The Charlotte News

Wednesday, June 6, 1951

FOUR EDITORIALS

Site Ed. Note: The front page reports, via Olen Clements, that U.N. troops pressed forward a mile or two on the western approaches to Chorwon this date through mud and enemy defenses in Korea, but tight censorship had blacked out the details and how close precisely the allies were to the "iron triangle" of the enemy at Chorwon, Kumhwa and Pyonggang, crucial road center, facing the central front. The enemy withdrew as much as three miles between Hwachon and Kumhwa on the eastern approaches to the triangle. In the east, the enemy resisted heavily north and northeast of Yanggu, at the eastern end of the Hwachon Reservoir, the only indication of heavy resistance, but according to the Associated Press, appearing only as a defensive action by North Korean troops, absent any Chinese.

The Fifth Air Force flew 456 sorties in a low haze which impaired visibility.

Secretary of State Acheson again testified before the joint Senate Armed Services and Foreign Relations Committees, denying that there was any appeasement in U.S. support of the failed U.N. attempt the previous January to effect a ceasefire in Korea by means of a resolution.
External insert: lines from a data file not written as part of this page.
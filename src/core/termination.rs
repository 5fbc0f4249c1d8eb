// SPDX-License-Identifier: Apache-2.0
// Copyright 2025 itsakeyfut
//
// Licensed under the Apache License, Version 2.0 (the "License");
// you may not use this file except in compliance with the License.
// You may obtain a copy of the License at
//
//     http://www.apache.org/licenses/LICENSE-2.0
//
// Unless required by applicable law or agreed to in writing, software
// distributed under the License is distributed on an "AS IS" BASIS,
// WITHOUT WARRANTIES OR CONDITIONS OF ANY KIND, either express or implied.
// See the License for the specific language governing permissions and
// limitations under the License.

//! Single-shot termination signal
//!
//! Once triggered the signal stays triggered. Every clone observes it, and
//! every thread blocked in [`Termination::wait`] or
//! [`Termination::wait_timeout`] is woken.

use std::sync::{Arc, Condvar, Mutex, MutexGuard, PoisonError};
use std::time::{Duration, Instant};

#[derive(Default)]
struct Inner {
    triggered: Mutex<bool>,
    cond: Condvar,
}

/// Broadcast-once stop flag shared between a session and its driver
#[derive(Clone, Default)]
pub struct Termination {
    inner: Arc<Inner>,
}

impl Termination {
    pub fn new() -> Self {
        Self::default()
    }

    /// Trigger the signal
    ///
    /// Returns `true` for the call that actually flipped it.
    pub fn trigger(&self) -> bool {
        let mut triggered = self.flag();
        if *triggered {
            return false;
        }
        *triggered = true;
        self.inner.cond.notify_all();
        true
    }

    pub fn is_triggered(&self) -> bool {
        *self.flag()
    }

    /// Block until triggered
    pub fn wait(&self) {
        let mut triggered = self.flag();
        while !*triggered {
            triggered = self
                .inner
                .cond
                .wait(triggered)
                .unwrap_or_else(PoisonError::into_inner);
        }
    }

    /// Block until triggered or `timeout` elapses
    ///
    /// Returns whether the signal is triggered.
    pub fn wait_timeout(&self, timeout: Duration) -> bool {
        let deadline = Instant::now() + timeout;
        let mut triggered = self.flag();
        while !*triggered {
            let now = Instant::now();
            if now >= deadline {
                return false;
            }
            let (guard, _) = self
                .inner
                .cond
                .wait_timeout(triggered, deadline - now)
                .unwrap_or_else(PoisonError::into_inner);
            triggered = guard;
        }
        true
    }

    fn flag(&self) -> MutexGuard<'_, bool> {
        // A bool can't be left half-written
        self.inner
            .triggered
            .lock()
            .unwrap_or_else(PoisonError::into_inner)
    }
}

impl std::fmt::Debug for Termination {
    fn fmt(&self, f: &mut std::fmt::Formatter<'_>) -> std::fmt::Result {
        f.debug_struct("Termination")
            .field("triggered", &self.is_triggered())
            .finish()
    }
}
He also stated, in response to questions, that General MacArthur's statement during his testimony that the State Department had pressured him to make changes in a report to the U.N. which the General regarded as political, in fact were changes to omit matters which the State Department regarded as commentary on the political situation, and which Secretary Acheson regarded as a trivial incident at the time. The report ultimately went to the U.N. unchanged after the General objected. A late bulletin reports that Secretary Acheson said that General MacArthur had a report three months before the North Korean invasion of South Korea that the invasion was planned, but had refused to believe it.

In St. Louis, Secretary of Defense Marshall said that critics of the current situation in Korea failed to recognize that there were those who had cried "stalemate" in the civil war against the Communists in Greece, aided by the 1947 Truman Doctrine, and during the Berlin airlift of 1948-49 to break the Communist blockade of Berlin, both of which operations proved ultimately successful. He urged that the U.S. had a responsibility to the U.N. to preserve the republic of South Korea.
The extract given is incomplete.